Embedded Tweet May Constitute Copyright Infringement

Advertising Law

In a decision making headlines, a New York federal court judge held that a tweet embedded in news stories may constitute copyright infringement.

Photographer Justin Goldman took a picture of New England Patriots quarterback Tom Brady, Boston Celtics general manager Danny Ainge and others in July 2016 and uploaded the image to his Snapchat account. The image went viral, moving through multiple social media platforms and making its way to Twitter, where several users uploaded the photo and then tweeted it out with comments.

Online news outlets and blogs then published articles featuring the photo. Each of the sites embedded a tweet into the articles, which discussed whether the Celtics would successfully recruit Kevin Durant and whether Brady was helping with the deal. None of the news sites copied and saved the photo onto their own servers.

Goldman sued the various news sites and blogs, asserting they infringed the copyright he held in the picture. Both sides moved for summary judgment.

Emphasizing that Congress intended that the Copyright Act apply “familiar guiding principles” to “previously uncontemplated technologies,” U.S. District Judge Katherine B. Forrest sided with the plaintiff.

In considering the right to display a copyrighted work, the court wrote, “Congress cast a very wide net, intending to include ‘[e]ach and every method by which the images … comprising a … display are picked up and conveyed,’ assuming that they reach the public,” including the projection of an image on a screen or other surface by any method.

One way that courts have addressed the display right in the 21st century has been the “server test” enunciated by the U.S. Court of Appeals, Ninth Circuit in Perfect 10, Inc. v. Amazon.com, Inc. In that case, the court said liability turned on whether the image is hosted on the website publisher’s own server, or is embedded or linked from a third-party server.

But the New York court was not persuaded by the defendants’ argument that Perfect 10 was part of an unbroken line of authority, noting that the server test “has not been widely adopted” and “the case law in this area is somewhat scattered.”

Instead, Judge Forrest found the server test led to results incongruous with the purposes and text of the Copyright Act.

“The plain language of the Copyright Act, the legislative history undergirding its enactment, and subsequent Supreme Court jurisprudence provide no basis for a rule that allows the physical location or possession of an image to determine who may or may not have ‘displayed’ a work within the meaning of the Copyright Act,” the court said. “Nowhere does the Copyright Act suggest that possession of an image is necessary in order to display it. Indeed, the purpose and language of the Act support the opposite view.”

In the case of Goldman’s picture, the defendants “actively” took steps to display the image by embedding code into the stories so the photos could be transmitted and visibly shown.

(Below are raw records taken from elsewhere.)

//! Transaction assembly, signing, and wire encoding
//!
//! A fixed pipeline per transaction: build a message with the fee payer and
//! blockhash lifetime, attach the single instruction, sign, verify the result
//! is sendable, then encode to the base64 wire format.

use solana_sdk::hash::Hash;
use solana_sdk::instruction::Instruction;
use solana_sdk::message::Message;
use solana_sdk::signature::{Keypair, Signer};
use solana_sdk::transaction::Transaction;

use crate::errors::BuilderResult;

/// Build and sign a single-instruction transaction with the given lifetime
pub fn sign_transaction(
    payer: &Keypair,
    instruction: Instruction,
    blockhash: Hash,
) -> BuilderResult<Transaction> {
    let message = Message::new_with_blockhash(&[instruction], Some(&payer.pubkey()), &blockhash);

    let mut transaction = Transaction::new_unsigned(message);
    transaction.try_sign(&[payer], blockhash)?;

    // Reject anything that would bounce at submission time.
    transaction.verify()?;

    Ok(transaction)
}

/// Encode a signed transaction to base64 wire bytes
pub fn encode_wire_transaction(transaction: &Transaction) -> BuilderResult<String> {
    let bytes = bincode::serialize(transaction)?;

    Ok(base64::encode(bytes))
}

#[cfg(test)]
mod tests {
    use super::*;
    use crate::instruction::VaultInstruction;
    use solana_sdk::pubkey::Pubkey;

    fn open_instruction(payer: &Pubkey) -> Instruction {
        VaultInstruction::Open.instruction(&Pubkey::new_unique(), payer, &Pubkey::new_unique())
    }

    #[test]
    fn test_sign_transaction_sets_lifetime_and_fee_payer() {
        let payer = crate::payer::from_seed(&[3u8; 32]).unwrap();
        let blockhash = Hash::new_from_array([42u8; 32]);

        let tx = sign_transaction(&payer, open_instruction(&payer.pubkey()), blockhash).unwrap();

        assert_eq!(tx.message.recent_blockhash, blockhash);
        assert_eq!(tx.message.account_keys[0], payer.pubkey());
        assert_eq!(tx.signatures.len(), 1);
    }

    #[test]
    fn test_wire_encoding_round_trips() {
        let payer = crate::payer::from_seed(&[5u8; 32]).unwrap();
        let blockhash = Hash::new_from_array([1u8; 32]);

        let tx = sign_transaction(&payer, open_instruction(&payer.pubkey()), blockhash).unwrap();
        let encoded = encode_wire_transaction(&tx).unwrap();

        let bytes = base64::decode(&encoded).unwrap();
        let decoded: Transaction = bincode::deserialize(&bytes).unwrap();

        assert_eq!(decoded, tx);
    }
}
use anyhow::{Context, Result};
use env_logger::Builder;
use log::LevelFilter;
use solana_sdk::pubkey::Pubkey;
use std::io::Write;
use std::str::FromStr;
use vault_tx_builder::{build_vault_transactions, constants, payer};

fn print_usage(program: &str) {
    println!("Vault Transaction Builder v{}", vault_tx_builder::VERSION);
    println!("\nUsage:");
    println!("  {} [--cluster URL] [--seed BASE58] [--new-admin ADDRESS]", program);
    println!("  {} --version", program);
    println!("\nOptions:");
    println!("  --cluster, -c URL      Use the specified RPC URL (default: {})", constants::DEFAULT_RPC_URL);
    println!("  --seed BASE58          Derive the fee payer from a 32-byte base58 seed instead of generating one");
    println!("  --new-admin ADDRESS    Install the given address as vault admin (default: the fee payer)");
    println!("  --version, -v          Show version information");
}

// Simple CLI without clap
#[tokio::main]
async fn main() -> Result<()> {
    // Initialize logger
    Builder::new()
        .format(|buf, record| {
            writeln!(
                buf,
                "{} [{}] - {}",
                std::time::SystemTime::now().duration_since(std::time::UNIX_EPOCH).unwrap().as_secs(),
                record.level(),
                record.args()
            )
        })
        .filter(None, LevelFilter::Info)
        .init();

    // Parse command line arguments
    let args: Vec<String> = std::env::args().collect();

    // Check for --version command
    if args.len() > 1 && (args[1] == "--version" || args[1] == "-v") {
        println!("Vault Transaction Builder v{}", vault_tx_builder::VERSION);
        return Ok(());
    }

    if args.len() > 1 && (args[1] == "--help" || args[1] == "-h") {
        print_usage(&args[0]);
        return Ok(());
    }

    // Parse optional arguments
    let mut cluster = constants::DEFAULT_RPC_URL.to_string();
    let mut seed = None;
    let mut new_admin = None;

    let mut i = 1;
    while i < args.len() {
        match args[i].as_str() {
            "--cluster" | "-c" => {
                if i + 1 < args.len() {
                    cluster = args[i + 1].clone();
                    i += 2;
                } else {
                    println!("Error: Missing value for --cluster");
                    return Ok(());
                }
            },
            "--seed" => {
                if i + 1 < args.len() {
                    seed = Some(args[i + 1].clone());
                    i += 2;
                } else {
                    println!("Error: Missing value for --seed");
                    return Ok(());
                }
            },
            "--new-admin" => {
                if i + 1 < args.len() {
                    new_admin = Some(
                        Pubkey::from_str(&args[i + 1])
                            .context("Invalid --new-admin address")?,
                    );
                    i += 2;
                } else {
                    println!("Error: Missing value for --new-admin");
                    return Ok(());
                }
            },
            other => {
                println!("Unknown argument: {}", other);
                print_usage(&args[0]);
                return Ok(());
            }
        }
    }

    // Build the fee payer, ephemeral unless a seed was supplied
    let payer = match seed {
        Some(encoded) => payer::from_base58_seed(&encoded)
            .context("Failed to build fee payer from the supplied seed")?,
        None => payer::ephemeral(),
    };

    let built = build_vault_transactions(&cluster, &payer, new_admin)
        .await
        .context("Failed to build vault transactions")?;

    println!("Payer Address: {}", built.payer);
    println!("Vault PDA: {} Bump: {}", built.vault, built.bump);
    println!("First Tx: {}", built.reset_tx);
    println!("Second Tx: {}", built.open_tx);

    Ok(())
}
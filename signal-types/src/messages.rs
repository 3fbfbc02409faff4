//! Protocol messages for FileDrop signaling.
//!
//! Every frame is a flat JSON object with a `type` discriminator. Relay
//! commands (`offer`, `answer`, `candidate`) carry negotiation payloads the
//! relay never inspects; [`SignalPayload`] keeps those fields opaque.

use serde::{Deserialize, Serialize};
use serde_json::Value;

use crate::{ClientId, ShareCode, WireError};

/// Commands a client sends over its connection.
#[derive(Debug, Clone, PartialEq, Serialize, Deserialize)]
#[serde(tag = "type", rename_all = "snake_case")]
pub enum ClientMessage {
    /// Open a new room and become its initiator.
    CreateRoom,
    /// Join an existing room by share code.
    JoinRoom {
        /// The code displayed to the initiator. Optional so a missing field
        /// surfaces as a command error, not a parse failure.
        #[serde(rename = "shareCode", default, skip_serializing_if = "Option::is_none")]
        share_code: Option<String>,
    },
    /// Session description offer, relayed to the other occupant.
    Offer(SignalPayload),
    /// Session description answer, relayed to the other occupant.
    Answer(SignalPayload),
    /// Network path candidate, relayed to the other occupant.
    Candidate(SignalPayload),
}

impl ClientMessage {
    /// Parse a client command from a raw text frame.
    ///
    /// Distinguishes an unrecognized discriminator (reported back naming the
    /// type) from a payload that is not a structured message at all.
    pub fn parse(text: &str) -> Result<Self, WireError> {
        let value: Value = serde_json::from_str(text).map_err(|_| WireError::InvalidFormat)?;
        let message_type = value
            .get("type")
            .and_then(Value::as_str)
            .ok_or(WireError::InvalidFormat)?;

        match message_type {
            "create_room" | "join_room" | "offer" | "answer" | "candidate" => {
                serde_json::from_value(value).map_err(|_| WireError::InvalidFormat)
            }
            other => Err(WireError::UnknownType(other.to_string())),
        }
    }
}

/// Body of a relay command.
///
/// Only `shareCode` is meaningful to the relay; everything else rides along
/// untouched in `rest`, including any stale `peerId` the sender supplied.
#[derive(Debug, Clone, PartialEq, Serialize, Deserialize)]
pub struct SignalPayload {
    /// The room this signal is addressed to.
    #[serde(rename = "shareCode", default, skip_serializing_if = "Option::is_none")]
    pub share_code: Option<String>,
    /// Opaque negotiation fields, forwarded field-for-field.
    #[serde(flatten)]
    pub rest: serde_json::Map<String, Value>,
}

impl SignalPayload {
    /// Re-encode as a wire frame with the given `type` discriminator and the
    /// sender's connection ID as `peerId`.
    ///
    /// `peerId` is written last so it overwrites anything the sender put in
    /// the payload.
    pub fn to_frame(&self, message_type: &str, peer_id: ClientId) -> String {
        let mut object = serde_json::Map::new();
        object.insert(
            "type".to_string(),
            Value::String(message_type.to_string()),
        );
        if let Some(code) = &self.share_code {
            object.insert("shareCode".to_string(), Value::String(code.clone()));
        }
        for (key, value) in &self.rest {
            object.insert(key.clone(), value.clone());
        }
        object.insert("peerId".to_string(), Value::String(peer_id.to_string()));
        Value::Object(object).to_string()
    }
}

/// Events the relay sends to clients.
#[derive(Debug, Clone, PartialEq, Eq, Serialize, Deserialize)]
#[serde(tag = "type", rename_all = "snake_case")]
pub enum ServerMessage {
    /// Room opened; sent to the initiator.
    RoomCreated {
        /// The freshly generated room code.
        #[serde(rename = "shareCode")]
        share_code: ShareCode,
        /// The initiator's own connection ID.
        #[serde(rename = "clientId")]
        client_id: ClientId,
    },
    /// Join succeeded; sent to the joiner.
    RoomJoined {
        /// The initiator's connection ID.
        #[serde(rename = "peerId")]
        peer_id: ClientId,
        /// The joiner's own connection ID.
        #[serde(rename = "clientId")]
        client_id: ClientId,
        /// The room that was joined.
        #[serde(rename = "shareCode")]
        share_code: ShareCode,
    },
    /// A responder arrived; sent to the initiator.
    PeerJoined {
        /// The joiner's connection ID.
        #[serde(rename = "peerId")]
        peer_id: ClientId,
        /// The room that was joined.
        #[serde(rename = "shareCode")]
        share_code: ShareCode,
    },
    /// The other occupant disconnected.
    PeerLeft {
        /// The connection ID that left.
        #[serde(rename = "peerId")]
        peer_id: ClientId,
        /// The room the peer left.
        #[serde(rename = "shareCode")]
        share_code: ShareCode,
    },
    /// A command failed; reported only to the sender.
    Error {
        /// Human-readable description of the failure.
        message: String,
    },
}

impl ServerMessage {
    /// Serialize to a JSON text frame.
    pub fn to_json(&self) -> Result<String, WireError> {
        serde_json::to_string(self).map_err(WireError::Serialization)
    }
}

#[cfg(test)]
mod tests {
    use super::*;
    use serde_json::json;

    #[test]
    fn parse_create_room() {
        let msg = ClientMessage::parse(r#"{"type":"create_room"}"#).unwrap();
        assert_eq!(msg, ClientMessage::CreateRoom);
    }

    #[test]
    fn parse_join_room_with_code() {
        let msg = ClientMessage::parse(r#"{"type":"join_room","shareCode":"AB12CD"}"#).unwrap();
        assert_eq!(
            msg,
            ClientMessage::JoinRoom {
                share_code: Some("AB12CD".to_string())
            }
        );
    }

    #[test]
    fn parse_join_room_without_code() {
        let msg = ClientMessage::parse(r#"{"type":"join_room"}"#).unwrap();
        assert_eq!(msg, ClientMessage::JoinRoom { share_code: None });
    }

    #[test]
    fn parse_offer_keeps_opaque_fields() {
        let msg = ClientMessage::parse(
            r#"{"type":"offer","shareCode":"AB12CD","sdp":"v=0...","bundle":{"mid":0}}"#,
        )
        .unwrap();
        let ClientMessage::Offer(payload) = msg else {
            panic!("expected offer");
        };
        assert_eq!(payload.share_code.as_deref(), Some("AB12CD"));
        assert_eq!(payload.rest["sdp"], json!("v=0..."));
        assert_eq!(payload.rest["bundle"], json!({"mid": 0}));
    }

    #[test]
    fn parse_unknown_type_names_it() {
        let err = ClientMessage::parse(r#"{"type":"dance"}"#).unwrap_err();
        assert!(matches!(err, WireError::UnknownType(t) if t == "dance"));
    }

    #[test]
    fn parse_rejects_non_json() {
        assert!(matches!(
            ClientMessage::parse("not json at all"),
            Err(WireError::InvalidFormat)
        ));
    }

    #[test]
    fn parse_rejects_missing_or_non_string_type() {
        assert!(matches!(
            ClientMessage::parse(r#"{"shareCode":"AB12CD"}"#),
            Err(WireError::InvalidFormat)
        ));
        assert!(matches!(
            ClientMessage::parse(r#"{"type":42}"#),
            Err(WireError::InvalidFormat)
        ));
        assert!(matches!(
            ClientMessage::parse("[1,2,3]"),
            Err(WireError::InvalidFormat)
        ));
    }

    #[test]
    fn to_frame_injects_peer_id() {
        let sender = ClientId::from_bytes(&[0xa1, 0, 0, 0, 0, 0, 0, 0]).unwrap();
        let ClientMessage::Offer(payload) =
            ClientMessage::parse(r#"{"type":"offer","shareCode":"AB12CD","sdp":"v=0..."}"#)
                .unwrap()
        else {
            panic!("expected offer");
        };

        let frame: Value = serde_json::from_str(&payload.to_frame("offer", sender)).unwrap();
        assert_eq!(
            frame,
            json!({
                "type": "offer",
                "shareCode": "AB12CD",
                "sdp": "v=0...",
                "peerId": "a100000000000000",
            })
        );
    }

    #[test]
    fn to_frame_overwrites_stale_peer_id() {
        let sender = ClientId::from_bytes(&[0xb2, 0, 0, 0, 0, 0, 0, 0]).unwrap();
        let ClientMessage::Candidate(payload) = ClientMessage::parse(
            r#"{"type":"candidate","shareCode":"AB12CD","candidate":"c","peerId":"forged"}"#,
        )
        .unwrap()
        else {
            panic!("expected candidate");
        };

        let frame: Value =
            serde_json::from_str(&payload.to_frame("candidate", sender)).unwrap();
        assert_eq!(frame["peerId"], json!("b200000000000000"));
        assert_eq!(frame["candidate"], json!("c"));
    }

    #[test]
    fn server_messages_match_wire_shapes() {
        let a = ClientId::from_bytes(&[0xa1, 0, 0, 0, 0, 0, 0, 0]).unwrap();
        let b = ClientId::from_bytes(&[0xb2, 0, 0, 0, 0, 0, 0, 0]).unwrap();
        let code: ShareCode = "AB12CD".parse().unwrap();

        let created = ServerMessage::RoomCreated {
            share_code: code,
            client_id: a,
        };
        assert_eq!(
            serde_json::from_str::<Value>(&created.to_json().unwrap()).unwrap(),
            json!({"type": "room_created", "shareCode": "AB12CD", "clientId": "a100000000000000"})
        );

        let joined = ServerMessage::RoomJoined {
            peer_id: a,
            client_id: b,
            share_code: code,
        };
        assert_eq!(
            serde_json::from_str::<Value>(&joined.to_json().unwrap()).unwrap(),
            json!({
                "type": "room_joined",
                "peerId": "a100000000000000",
                "clientId": "b200000000000000",
                "shareCode": "AB12CD",
            })
        );

        let left = ServerMessage::PeerLeft {
            peer_id: b,
            share_code: code,
        };
        assert_eq!(
            serde_json::from_str::<Value>(&left.to_json().unwrap()).unwrap(),
            json!({"type": "peer_left", "peerId": "b200000000000000", "shareCode": "AB12CD"})
        );

        let error = ServerMessage::Error {
            message: "Room is full.".to_string(),
        };
        assert_eq!(
            serde_json::from_str::<Value>(&error.to_json().unwrap()).unwrap(),
            json!({"type": "error", "message": "Room is full."})
        );
    }

    #[test]
    fn server_message_roundtrip() {
        let original = ServerMessage::PeerJoined {
            peer_id: ClientId::random(),
            share_code: ShareCode::random(),
        };
        let back: ServerMessage =
            serde_json::from_str(&original.to_json().unwrap()).unwrap();
        assert_eq!(back, original);
    }
}
//! HTTP surface for signal-relay.
//!
//! Provides the WebSocket upgrade endpoint plus health and metrics.

pub mod health;
mod metrics;
mod ws;

use crate::server::SignalRelay;
use axum::{routing::get, Extension, Router};
use std::sync::Arc;

pub use health::HealthStatus;

/// Build the router with all endpoints.
pub fn build_router(relay: Arc<SignalRelay>) -> Router {
    let mut router = Router::new()
        .route("/ws", get(ws::ws_handler))
        .route("/health", get(health::health_handler));

    if relay.config().http.metrics_enabled {
        router = router.route("/metrics", get(metrics::metrics_handler));
    }

    router.layer(Extension(relay))
}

“Properly understood, the steps necessary to embed a Tweet are accomplished by the defendant website; these steps constitute a process,” the court wrote. “The plain language of the Copyright Act calls for no more.”

The court granted partial summary judgment to the plaintiff.

To read the opinion and order in Goldman v. Breitbart News Network, LLC, click here.

Why it matters: Judge Forrest acknowledged the defendants’ contention that finding for the plaintiff would cause “a tremendous chilling effect on the core functionality of the web” and “radically change linking practices.” But she also noted that the case remains far from over, with “a number of yet unresolved strong defenses to liability” that include genuine questions about whether Goldman effectively released his image into the public domain when he posted it to his Snapchat account and whether “a very serious and strong fair use defense” could be upheld.